▶ **WHAT THE TASK REQUIRES**
The line containing "condition: String, source: ErrorPtr" marks the end: quote every line from the start of the records below through it, word for word.

Collected data entries:
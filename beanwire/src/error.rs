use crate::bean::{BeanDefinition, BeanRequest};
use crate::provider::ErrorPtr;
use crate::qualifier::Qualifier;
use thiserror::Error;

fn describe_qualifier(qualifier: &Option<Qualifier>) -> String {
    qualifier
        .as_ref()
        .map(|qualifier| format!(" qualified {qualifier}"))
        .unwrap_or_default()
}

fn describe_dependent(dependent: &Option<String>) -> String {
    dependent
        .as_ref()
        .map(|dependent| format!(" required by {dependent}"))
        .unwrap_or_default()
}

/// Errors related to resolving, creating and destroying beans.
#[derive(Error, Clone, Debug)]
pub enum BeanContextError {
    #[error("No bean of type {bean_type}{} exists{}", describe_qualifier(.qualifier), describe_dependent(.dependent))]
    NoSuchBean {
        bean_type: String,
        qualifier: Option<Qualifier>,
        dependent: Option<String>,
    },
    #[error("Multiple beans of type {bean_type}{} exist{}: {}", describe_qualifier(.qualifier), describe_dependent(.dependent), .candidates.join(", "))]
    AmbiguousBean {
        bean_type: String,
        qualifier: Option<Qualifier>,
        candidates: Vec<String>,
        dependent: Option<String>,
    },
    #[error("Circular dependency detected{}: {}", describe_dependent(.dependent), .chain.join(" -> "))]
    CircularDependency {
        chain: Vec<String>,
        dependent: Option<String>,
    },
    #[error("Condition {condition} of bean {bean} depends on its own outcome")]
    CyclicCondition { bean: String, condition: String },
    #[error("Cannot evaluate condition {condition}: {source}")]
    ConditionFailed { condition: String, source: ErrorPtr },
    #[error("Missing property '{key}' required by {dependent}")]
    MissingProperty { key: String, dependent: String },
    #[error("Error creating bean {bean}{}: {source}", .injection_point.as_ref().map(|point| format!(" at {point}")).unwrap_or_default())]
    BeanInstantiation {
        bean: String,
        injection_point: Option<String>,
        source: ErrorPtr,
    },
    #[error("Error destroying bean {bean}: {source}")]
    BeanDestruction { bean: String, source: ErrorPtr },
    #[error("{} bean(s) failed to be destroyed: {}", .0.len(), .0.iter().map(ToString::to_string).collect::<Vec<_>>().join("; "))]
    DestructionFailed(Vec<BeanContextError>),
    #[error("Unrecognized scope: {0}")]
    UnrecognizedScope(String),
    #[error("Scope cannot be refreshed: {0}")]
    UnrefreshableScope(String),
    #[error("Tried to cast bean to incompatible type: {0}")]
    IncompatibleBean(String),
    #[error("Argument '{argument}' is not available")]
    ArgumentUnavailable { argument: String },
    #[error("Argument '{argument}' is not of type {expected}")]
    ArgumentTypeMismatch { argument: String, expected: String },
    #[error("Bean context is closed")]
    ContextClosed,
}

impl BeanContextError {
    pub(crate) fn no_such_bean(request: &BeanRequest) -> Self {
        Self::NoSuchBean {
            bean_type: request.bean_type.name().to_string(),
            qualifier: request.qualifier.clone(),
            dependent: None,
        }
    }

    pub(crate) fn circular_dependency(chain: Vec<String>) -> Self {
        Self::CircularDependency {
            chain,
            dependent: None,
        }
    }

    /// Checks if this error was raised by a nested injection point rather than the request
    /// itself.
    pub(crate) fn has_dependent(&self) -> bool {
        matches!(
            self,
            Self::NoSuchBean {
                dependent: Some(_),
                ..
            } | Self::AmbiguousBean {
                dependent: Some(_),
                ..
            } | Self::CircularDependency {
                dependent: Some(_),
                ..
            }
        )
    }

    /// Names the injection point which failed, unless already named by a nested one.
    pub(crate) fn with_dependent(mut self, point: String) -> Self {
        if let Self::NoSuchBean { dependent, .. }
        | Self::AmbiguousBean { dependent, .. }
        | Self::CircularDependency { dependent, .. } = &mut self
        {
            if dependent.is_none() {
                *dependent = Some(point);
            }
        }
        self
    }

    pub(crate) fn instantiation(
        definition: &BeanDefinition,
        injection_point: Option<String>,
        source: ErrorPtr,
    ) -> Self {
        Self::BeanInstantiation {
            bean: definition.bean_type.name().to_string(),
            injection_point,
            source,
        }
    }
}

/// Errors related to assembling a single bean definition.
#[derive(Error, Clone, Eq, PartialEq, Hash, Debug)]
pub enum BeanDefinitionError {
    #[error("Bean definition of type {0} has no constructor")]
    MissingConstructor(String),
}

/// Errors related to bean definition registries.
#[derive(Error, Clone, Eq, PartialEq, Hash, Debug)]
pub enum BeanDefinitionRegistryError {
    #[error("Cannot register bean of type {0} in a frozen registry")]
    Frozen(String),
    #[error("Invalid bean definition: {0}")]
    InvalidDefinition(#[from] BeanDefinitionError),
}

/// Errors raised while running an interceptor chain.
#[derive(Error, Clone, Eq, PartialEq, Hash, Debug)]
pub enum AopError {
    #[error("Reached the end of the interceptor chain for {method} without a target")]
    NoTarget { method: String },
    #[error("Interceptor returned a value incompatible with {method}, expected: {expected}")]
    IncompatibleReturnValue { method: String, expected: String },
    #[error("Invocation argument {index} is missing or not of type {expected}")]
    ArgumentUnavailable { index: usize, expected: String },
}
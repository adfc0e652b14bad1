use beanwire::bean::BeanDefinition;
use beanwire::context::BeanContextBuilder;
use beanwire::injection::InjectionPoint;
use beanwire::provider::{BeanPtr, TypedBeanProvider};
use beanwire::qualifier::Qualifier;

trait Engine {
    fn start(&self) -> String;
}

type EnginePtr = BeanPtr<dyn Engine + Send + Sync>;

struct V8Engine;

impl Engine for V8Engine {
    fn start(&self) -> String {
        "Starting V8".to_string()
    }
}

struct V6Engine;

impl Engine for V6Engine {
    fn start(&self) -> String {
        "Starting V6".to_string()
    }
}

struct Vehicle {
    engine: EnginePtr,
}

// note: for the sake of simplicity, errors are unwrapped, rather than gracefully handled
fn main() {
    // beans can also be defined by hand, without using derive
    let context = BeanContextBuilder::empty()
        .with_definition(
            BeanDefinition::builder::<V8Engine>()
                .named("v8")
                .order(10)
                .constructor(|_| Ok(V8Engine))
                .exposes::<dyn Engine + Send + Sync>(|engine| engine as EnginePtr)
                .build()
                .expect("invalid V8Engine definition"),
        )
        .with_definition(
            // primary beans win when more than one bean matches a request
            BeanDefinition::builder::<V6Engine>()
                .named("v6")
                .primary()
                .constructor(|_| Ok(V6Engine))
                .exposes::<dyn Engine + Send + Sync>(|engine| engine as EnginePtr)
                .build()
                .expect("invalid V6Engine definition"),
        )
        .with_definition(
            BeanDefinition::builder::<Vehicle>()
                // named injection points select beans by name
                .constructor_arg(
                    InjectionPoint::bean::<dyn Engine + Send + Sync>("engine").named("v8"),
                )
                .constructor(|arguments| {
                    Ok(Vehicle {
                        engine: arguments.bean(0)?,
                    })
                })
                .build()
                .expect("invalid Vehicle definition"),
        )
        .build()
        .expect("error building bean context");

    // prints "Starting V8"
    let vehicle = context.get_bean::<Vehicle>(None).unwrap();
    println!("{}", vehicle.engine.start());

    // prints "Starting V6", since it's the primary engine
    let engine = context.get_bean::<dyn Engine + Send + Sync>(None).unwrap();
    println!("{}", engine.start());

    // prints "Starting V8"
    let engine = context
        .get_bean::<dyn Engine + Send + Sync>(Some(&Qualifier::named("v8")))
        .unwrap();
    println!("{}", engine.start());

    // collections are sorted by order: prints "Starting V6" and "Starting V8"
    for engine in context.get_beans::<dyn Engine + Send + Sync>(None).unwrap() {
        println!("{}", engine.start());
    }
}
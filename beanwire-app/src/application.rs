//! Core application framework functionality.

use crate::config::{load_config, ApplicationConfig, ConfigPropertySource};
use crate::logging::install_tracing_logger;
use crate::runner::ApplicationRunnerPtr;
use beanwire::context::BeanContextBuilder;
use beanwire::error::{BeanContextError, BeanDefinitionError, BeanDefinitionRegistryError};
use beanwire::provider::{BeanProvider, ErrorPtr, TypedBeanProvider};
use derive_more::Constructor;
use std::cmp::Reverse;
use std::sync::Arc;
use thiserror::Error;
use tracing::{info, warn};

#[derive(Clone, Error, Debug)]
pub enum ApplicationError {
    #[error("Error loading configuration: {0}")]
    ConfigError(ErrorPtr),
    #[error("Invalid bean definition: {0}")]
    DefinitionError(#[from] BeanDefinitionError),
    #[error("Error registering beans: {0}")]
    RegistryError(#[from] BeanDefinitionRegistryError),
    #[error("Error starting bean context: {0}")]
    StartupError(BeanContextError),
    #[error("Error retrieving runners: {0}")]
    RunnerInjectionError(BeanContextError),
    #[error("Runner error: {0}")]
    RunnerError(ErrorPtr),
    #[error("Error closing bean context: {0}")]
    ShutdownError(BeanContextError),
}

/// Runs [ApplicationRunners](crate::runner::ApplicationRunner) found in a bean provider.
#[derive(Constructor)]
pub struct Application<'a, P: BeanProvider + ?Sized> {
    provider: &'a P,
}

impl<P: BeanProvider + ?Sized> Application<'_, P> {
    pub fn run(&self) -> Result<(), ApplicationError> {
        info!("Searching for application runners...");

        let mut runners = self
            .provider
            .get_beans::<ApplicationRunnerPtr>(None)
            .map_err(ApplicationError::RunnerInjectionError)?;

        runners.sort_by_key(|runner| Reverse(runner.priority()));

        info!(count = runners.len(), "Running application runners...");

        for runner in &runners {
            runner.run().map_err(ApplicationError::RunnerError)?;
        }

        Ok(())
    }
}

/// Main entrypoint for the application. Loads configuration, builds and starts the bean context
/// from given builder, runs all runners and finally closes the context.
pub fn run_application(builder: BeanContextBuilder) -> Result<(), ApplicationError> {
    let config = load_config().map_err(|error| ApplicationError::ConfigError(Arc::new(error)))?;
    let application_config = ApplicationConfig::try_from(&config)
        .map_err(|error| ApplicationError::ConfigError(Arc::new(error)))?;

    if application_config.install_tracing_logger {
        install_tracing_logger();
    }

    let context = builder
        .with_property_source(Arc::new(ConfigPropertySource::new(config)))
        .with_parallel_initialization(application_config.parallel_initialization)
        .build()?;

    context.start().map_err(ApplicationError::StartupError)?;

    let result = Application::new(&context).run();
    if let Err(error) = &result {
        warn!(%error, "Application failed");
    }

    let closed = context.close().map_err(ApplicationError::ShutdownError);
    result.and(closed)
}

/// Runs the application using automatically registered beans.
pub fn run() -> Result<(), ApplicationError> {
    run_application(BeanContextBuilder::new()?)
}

▶ **COMPLETED EXERCISE**
filename beanwire/src/error.rs
use crate::bean::{BeanDefinition, BeanRequest};
use crate::provider::ErrorPtr;
use crate::qualifier::Qualifier;
use thiserror::Error;

fn describe_qualifier(qualifier: &Option<Qualifier>) -> String {
    qualifier
        .as_ref()
        .map(|qualifier| format!(" qualified {qualifier}"))
        .unwrap_or_default()
}

fn describe_dependent(dependent: &Option<String>) -> String {
    dependent
        .as_ref()
        .map(|dependent| format!(" required by {dependent}"))
        .unwrap_or_default()
}

/// Errors related to resolving, creating and destroying beans.
#[derive(Error, Clone, Debug)]
pub enum BeanContextError {
    #[error("No bean of type {bean_type}{} exists{}", describe_qualifier(.qualifier), describe_dependent(.dependent))]
    NoSuchBean {
        bean_type: String,
        qualifier: Option<Qualifier>,
        dependent: Option<String>,
    },
    #[error("Multiple beans of type {bean_type}{} exist{}: {}", describe_qualifier(.qualifier), describe_dependent(.dependent), .candidates.join(", "))]
    AmbiguousBean {
        bean_type: String,
        qualifier: Option<Qualifier>,
        candidates: Vec<String>,
        dependent: Option<String>,
    },
    #[error("Circular dependency detected{}: {}", describe_dependent(.dependent), .chain.join(" -> "))]
    CircularDependency {
        chain: Vec<String>,
        dependent: Option<String>,
    },
    #[error("Condition {condition} of bean {bean} depends on its own outcome")]
    CyclicCondition { bean: String, condition: String },
    #[error("Cannot evaluate condition {condition}: {source}")]
    ConditionFailed { condition: String, source: ErrorPtr },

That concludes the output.